::: Exercise input
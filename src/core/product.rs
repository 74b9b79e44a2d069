//! Product business logic - catalog management for admins.
//!
//! Stock set here is an absolute override (the admin "edit stock" action). Relative
//! changes go through [`crate::core::ledger`].

use crate::{
    config::settings::ProductSeed,
    core::{
        ledger::MAX_STOCK,
        store::{Collection, Store},
    },
    entities::{Product, product},
    errors::{Error, Result},
};
use chrono::Utc;
use sea_orm::{QueryOrder, Set, prelude::*};
use tracing::{info, instrument};

/// Longest product name accepted, in characters.
pub const MAX_NAME_CHARS: usize = 100;

/// Trims a product name and rejects it when blank or longer than [`MAX_NAME_CHARS`].
pub(crate) fn validate_name(name: &str) -> Result<String> {
    let trimmed = name.trim();
    if trimmed.is_empty() {
        return Err(Error::validation("Product name cannot be empty"));
    }
    if trimmed.chars().count() > MAX_NAME_CHARS {
        return Err(Error::validation(format!(
            "Product name cannot be longer than {MAX_NAME_CHARS} characters"
        )));
    }
    Ok(trimmed.to_string())
}

fn validate_stock(stock: i64) -> Result<i64> {
    if stock < 0 {
        return Err(Error::validation(format!(
            "Stock cannot be negative, got {stock}"
        )));
    }
    if stock > MAX_STOCK {
        return Err(Error::validation(format!(
            "Stock cannot exceed {MAX_STOCK} units"
        )));
    }
    Ok(stock)
}

/// Retrieves every product, ordered by name.
///
/// # Errors
/// Returns an error if the database query fails.
pub async fn list_products<C>(db: &C) -> Result<Vec<product::Model>>
where
    C: ConnectionTrait,
{
    Product::find()
        .order_by_asc(product::Column::Name)
        .order_by_asc(product::Column::Id)
        .all(db)
        .await
        .map_err(Into::into)
}

/// Retrieves a specific product by its unique ID.
///
/// # Errors
/// Returns an error if the database query fails.
pub async fn get_product_by_id<C>(db: &C, product_id: i64) -> Result<Option<product::Model>>
where
    C: ConnectionTrait,
{
    Product::find_by_id(product_id)
        .one(db)
        .await
        .map_err(Into::into)
}

/// Products whose name or size contains `term`, case-insensitively. A blank term
/// matches everything.
pub async fn search_products<C>(db: &C, term: &str) -> Result<Vec<product::Model>>
where
    C: ConnectionTrait,
{
    let needle = term.trim().to_lowercase();
    let products = list_products(db).await?;
    if needle.is_empty() {
        return Ok(products);
    }
    Ok(products
        .into_iter()
        .filter(|p| {
            p.name.to_lowercase().contains(&needle)
                || p
                    .size
                    .as_deref()
                    .is_some_and(|s| s.to_lowercase().contains(&needle))
        })
        .collect())
}

/// Whether a product is below the low-stock threshold.
#[must_use]
pub const fn is_low_stock(product: &product::Model, threshold: i64) -> bool {
    product.stock < threshold
}

/// Products below `threshold`, lowest stock first.
pub async fn list_low_stock<C>(db: &C, threshold: i64) -> Result<Vec<product::Model>>
where
    C: ConnectionTrait,
{
    Product::find()
        .filter(product::Column::Stock.lt(threshold))
        .order_by_asc(product::Column::Stock)
        .order_by_asc(product::Column::Name)
        .all(db)
        .await
        .map_err(Into::into)
}

/// Creates a new product.
///
/// # Errors
/// Returns an error if:
/// - The product name is empty, or the name or size is too long
/// - The initial stock is negative or above [`MAX_STOCK`]
/// - The database insert operation fails
#[instrument(skip(store))]
pub async fn create_product(
    store: &Store,
    name: String,
    size: Option<String>,
    stock: i64,
) -> Result<product::Model> {
    let name = validate_name(&name)?;
    let stock = validate_stock(stock)?;
    let size = size.map(|s| s.trim().to_string()).filter(|s| !s.is_empty());
    if size
        .as_ref()
        .is_some_and(|s| s.chars().count() > MAX_NAME_CHARS)
    {
        return Err(Error::validation(format!(
            "Size cannot be longer than {MAX_NAME_CHARS} characters"
        )));
    }

    let now = Utc::now();
    let product = product::ActiveModel {
        name: Set(name),
        size: Set(size),
        stock: Set(stock),
        created_at: Set(now),
        updated_at: Set(now),
        ..Default::default()
    };
    let created = product.insert(store.db()).await?;

    store.notify(Collection::Products);
    info!(product_id = created.id, "Product created");
    Ok(created)
}

/// Overwrites a product's stock with an absolute value.
///
/// # Errors
/// Returns an error if:
/// - The new stock is negative
/// - The product does not exist
/// - The database update operation fails
#[instrument(skip(store))]
pub async fn set_stock(store: &Store, product_id: i64, stock: i64) -> Result<product::Model> {
    let stock = validate_stock(stock)?;

    let mut product: product::ActiveModel = get_product_by_id(store.db(), product_id)
        .await?
        .ok_or(Error::ProductNotFound { id: product_id })?
        .into();

    product.stock = Set(stock);
    product.updated_at = Set(Utc::now());
    let updated = product.update(store.db()).await?;

    store.notify(Collection::Products);
    Ok(updated)
}

/// Permanently deletes a product. Requests referencing it are left untouched.
///
/// # Errors
/// Returns an error if the product does not exist or the delete fails.
#[instrument(skip(store))]
pub async fn delete_product(store: &Store, product_id: i64) -> Result<product::Model> {
    let product = get_product_by_id(store.db(), product_id)
        .await?
        .ok_or(Error::ProductNotFound { id: product_id })?;

    Product::delete_by_id(product_id).exec(store.db()).await?;

    store.notify(Collection::Products);
    info!(product_id, name = %product.name, "Product deleted");
    Ok(product)
}

/// Inserts each seed entry whose name and size are not yet in the catalog. Returns
/// how many products were created.
///
/// # Errors
/// Returns an error if a seed entry is invalid or a database call fails.
pub async fn seed_products(store: &Store, seeds: &[ProductSeed]) -> Result<usize> {
    let key = |name: &str, size: Option<&str>| {
        (
            name.trim().to_lowercase(),
            size.map(|s| s.trim().to_lowercase()).unwrap_or_default(),
        )
    };
    let existing: Vec<(String, String)> = list_products(store.db())
        .await?
        .iter()
        .map(|p| key(&p.name, p.size.as_deref()))
        .collect();

    let mut created = 0;
    for seed in seeds {
        if existing.contains(&key(&seed.name, seed.size.as_deref())) {
            continue;
        }
        create_product(store, seed.name.clone(), seed.size.clone(), seed.stock).await?;
        created += 1;
    }

    if created > 0 {
        info!(created, "Seeded products from configuration");
    }
    Ok(created)
}

#[cfg(test)]
mod tests {
    #![allow(clippy::unwrap_used)]
    use super::*;
    use crate::test_utils::*;
    use sea_orm::{DatabaseBackend, MockDatabase};

    #[tokio::test]
    async fn test_create_product_validation() -> Result<()> {
        let store = Store::new(MockDatabase::new(DatabaseBackend::Sqlite).into_connection());

        let result = create_product(&store, String::new(), None, 1).await;
        assert!(matches!(result, Err(Error::Validation { .. })));

        let result = create_product(&store, "   ".to_string(), None, 1).await;
        assert!(matches!(result, Err(Error::Validation { .. })));

        let result = create_product(&store, "Cap".to_string(), None, -1).await;
        assert!(matches!(result, Err(Error::Validation { .. })));

        let result = create_product(&store, "Cap".to_string(), None, MAX_STOCK + 1).await;
        assert!(matches!(result, Err(Error::Validation { .. })));

        let result = create_product(&store, "c".repeat(MAX_NAME_CHARS + 1), None, 1).await;
        assert!(matches!(result, Err(Error::Validation { .. })));

        let long_size = Some("s".repeat(MAX_NAME_CHARS + 1));
        let result = create_product(&store, "Cap".to_string(), long_size, 1).await;
        assert!(matches!(result, Err(Error::Validation { .. })));
        Ok(())
    }

    #[tokio::test]
    async fn test_create_product_integration() -> Result<()> {
        let store = setup_test_store().await?;

        let product =
            create_product(&store, "  Polo Shirt ".to_string(), Some("XL".to_string()), 8).await?;
        assert_eq!(product.name, "Polo Shirt");
        assert_eq!(product.size.as_deref(), Some("XL"));
        assert_eq!(product.stock, 8);

        let blank_size = create_product(&store, "Cap".to_string(), Some(" ".to_string()), 0).await?;
        assert!(blank_size.size.is_none());
        Ok(())
    }

    #[tokio::test]
    async fn test_names_are_not_unique() -> Result<()> {
        let store = setup_test_store().await?;
        create_product(&store, "Cap".to_string(), Some("S".to_string()), 1).await?;
        create_product(&store, "Cap".to_string(), Some("L".to_string()), 2).await?;
        assert_eq!(list_products(store.db()).await?.len(), 2);
        Ok(())
    }

    #[tokio::test]
    async fn test_search_products() -> Result<()> {
        let store = setup_test_store().await?;
        create_product(&store, "Polo Shirt".to_string(), Some("XL".to_string()), 1).await?;
        create_product(&store, "Cap".to_string(), Some("xl".to_string()), 1).await?;
        create_product(&store, "Scarf".to_string(), None, 1).await?;

        assert_eq!(search_products(store.db(), "POLO").await?.len(), 1);
        assert_eq!(search_products(store.db(), "xl").await?.len(), 2);
        assert_eq!(search_products(store.db(), "").await?.len(), 3);
        assert!(search_products(store.db(), "boots").await?.is_empty());
        Ok(())
    }

    #[tokio::test]
    async fn test_set_stock() -> Result<()> {
        let (store, product) = setup_with_product(5).await?;

        let updated = set_stock(&store, product.id, 42).await?;
        assert_eq!(updated.stock, 42);
        assert!(updated.updated_at >= product.updated_at);

        assert!(matches!(
            set_stock(&store, product.id, -1).await,
            Err(Error::Validation { .. })
        ));
        assert!(matches!(
            set_stock(&store, product.id, MAX_STOCK + 1).await,
            Err(Error::Validation { .. })
        ));
        assert!(matches!(
            set_stock(&store, 999, 1).await,
            Err(Error::ProductNotFound { id: 999 })
        ));
        Ok(())
    }

    #[tokio::test]
    async fn test_delete_product_keeps_requests() -> Result<()> {
        let (store, product) = setup_with_product(5).await?;
        let submitted = submit_test_request(&store, &product, 1).await?;

        let deleted = delete_product(&store, product.id).await?;
        assert_eq!(deleted.id, product.id);
        assert!(get_product_by_id(store.db(), product.id).await?.is_none());

        let request = crate::core::request::get_request_by_id(store.db(), submitted.id)
            .await?
            .unwrap();
        assert_eq!(request.product_id, Some(product.id));

        assert!(matches!(
            delete_product(&store, product.id).await,
            Err(Error::ProductNotFound { .. })
        ));
        Ok(())
    }

    #[tokio::test]
    async fn test_low_stock() -> Result<()> {
        let store = setup_test_store().await?;
        let low = create_product(&store, "Cap".to_string(), None, 4).await?;
        let edge = create_product(&store, "Scarf".to_string(), None, 5).await?;

        assert!(is_low_stock(&low, 5));
        assert!(!is_low_stock(&edge, 5));

        let listed = list_low_stock(store.db(), 5).await?;
        assert_eq!(listed.len(), 1);
        assert_eq!(listed[0].id, low.id);
        Ok(())
    }

    #[tokio::test]
    async fn test_seed_products_skips_existing() -> Result<()> {
        let store = setup_test_store().await?;
        create_product(&store, "Cap".to_string(), None, 1).await?;

        let seeds = vec![
            ProductSeed {
                name: "cap".to_string(),
                size: None,
                stock: 9,
            },
            ProductSeed {
                name: "Scarf".to_string(),
                size: Some("One size".to_string()),
                stock: 3,
            },
        ];

        assert_eq!(seed_products(&store, &seeds).await?, 1);
        assert_eq!(seed_products(&store, &seeds).await?, 0);
        assert_eq!(list_products(store.db()).await?.len(), 2);
        Ok(())
    }

    #[tokio::test]
    async fn test_seed_products_keeps_size_variants_apart() -> Result<()> {
        let store = setup_test_store().await?;
        create_product(&store, "Polo Shirt".to_string(), Some("M".to_string()), 4).await?;

        let seeds = vec![
            ProductSeed {
                name: "Polo Shirt".to_string(),
                size: Some("m".to_string()),
                stock: 20,
            },
            ProductSeed {
                name: "Polo Shirt".to_string(),
                size: Some("XL".to_string()),
                stock: 10,
            },
        ];

        assert_eq!(seed_products(&store, &seeds).await?, 1);
        let shirts = search_products(store.db(), "polo").await?;
        assert_eq!(shirts.len(), 2);
        Ok(())
    }
}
::::::
» Problem description:
Of the lines above, retype only those from the line containing "p.name.to_lowercase().contains(&needle)" through the line containing "i64, stock: i64)", including both, exactly.

» Solution to this task:
            p.name.to_lowercase().contains(&needle)
                || p
                    .size
                    .as_deref()
                    .is_some_and(|s| s.to_lowercase().contains(&needle))
        })
        .collect())
}

/// Whether a product is below the low-stock threshold.
#[must_use]
pub const fn is_low_stock(product: &product::Model, threshold: i64) -> bool {
    product.stock < threshold
}

/// Products below `threshold`, lowest stock first.
pub async fn list_low_stock<C>(db: &C, threshold: i64) -> Result<Vec<product::Model>>
where
    C: ConnectionTrait,
{
    Product::find()
        .filter(product::Column::Stock.lt(threshold))
        .order_by_asc(product::Column::Stock)
        .order_by_asc(product::Column::Name)
        .all(db)
        .await
        .map_err(Into::into)
}

/// Creates a new product.
///
/// # Errors
/// Returns an error if:
/// - The product name is empty, or the name or size is too long
/// - The initial stock is negative or above [`MAX_STOCK`]
/// - The database insert operation fails
#[instrument(skip(store))]
pub async fn create_product(
    store: &Store,
    name: String,
    size: Option<String>,
    stock: i64,
) -> Result<product::Model> {
    let name = validate_name(&name)?;
    let stock = validate_stock(stock)?;
    let size = size.map(|s| s.trim().to_string()).filter(|s| !s.is_empty());
    if size
        .as_ref()
        .is_some_and(|s| s.chars().count() > MAX_NAME_CHARS)
    {
        return Err(Error::validation(format!(
            "Size cannot be longer than {MAX_NAME_CHARS} characters"
        )));
    }

    let now = Utc::now();
    let product = product::ActiveModel {
        name: Set(name),
        size: Set(size),
        stock: Set(stock),
        created_at: Set(now),
        updated_at: Set(now),
        ..Default::default()
    };
    let created = product.insert(store.db()).await?;

    store.notify(Collection::Products);
    info!(product_id = created.id, "Product created");
    Ok(created)
}

/// Overwrites a product's stock with an absolute value.
///
/// # Errors
/// Returns an error if:
/// - The new stock is negative
/// - The product does not exist
/// - The database update operation fails
#[instrument(skip(store))]
pub async fn set_stock(store: &Store, product_id: i64, stock: i64) -> Result<product::Model> {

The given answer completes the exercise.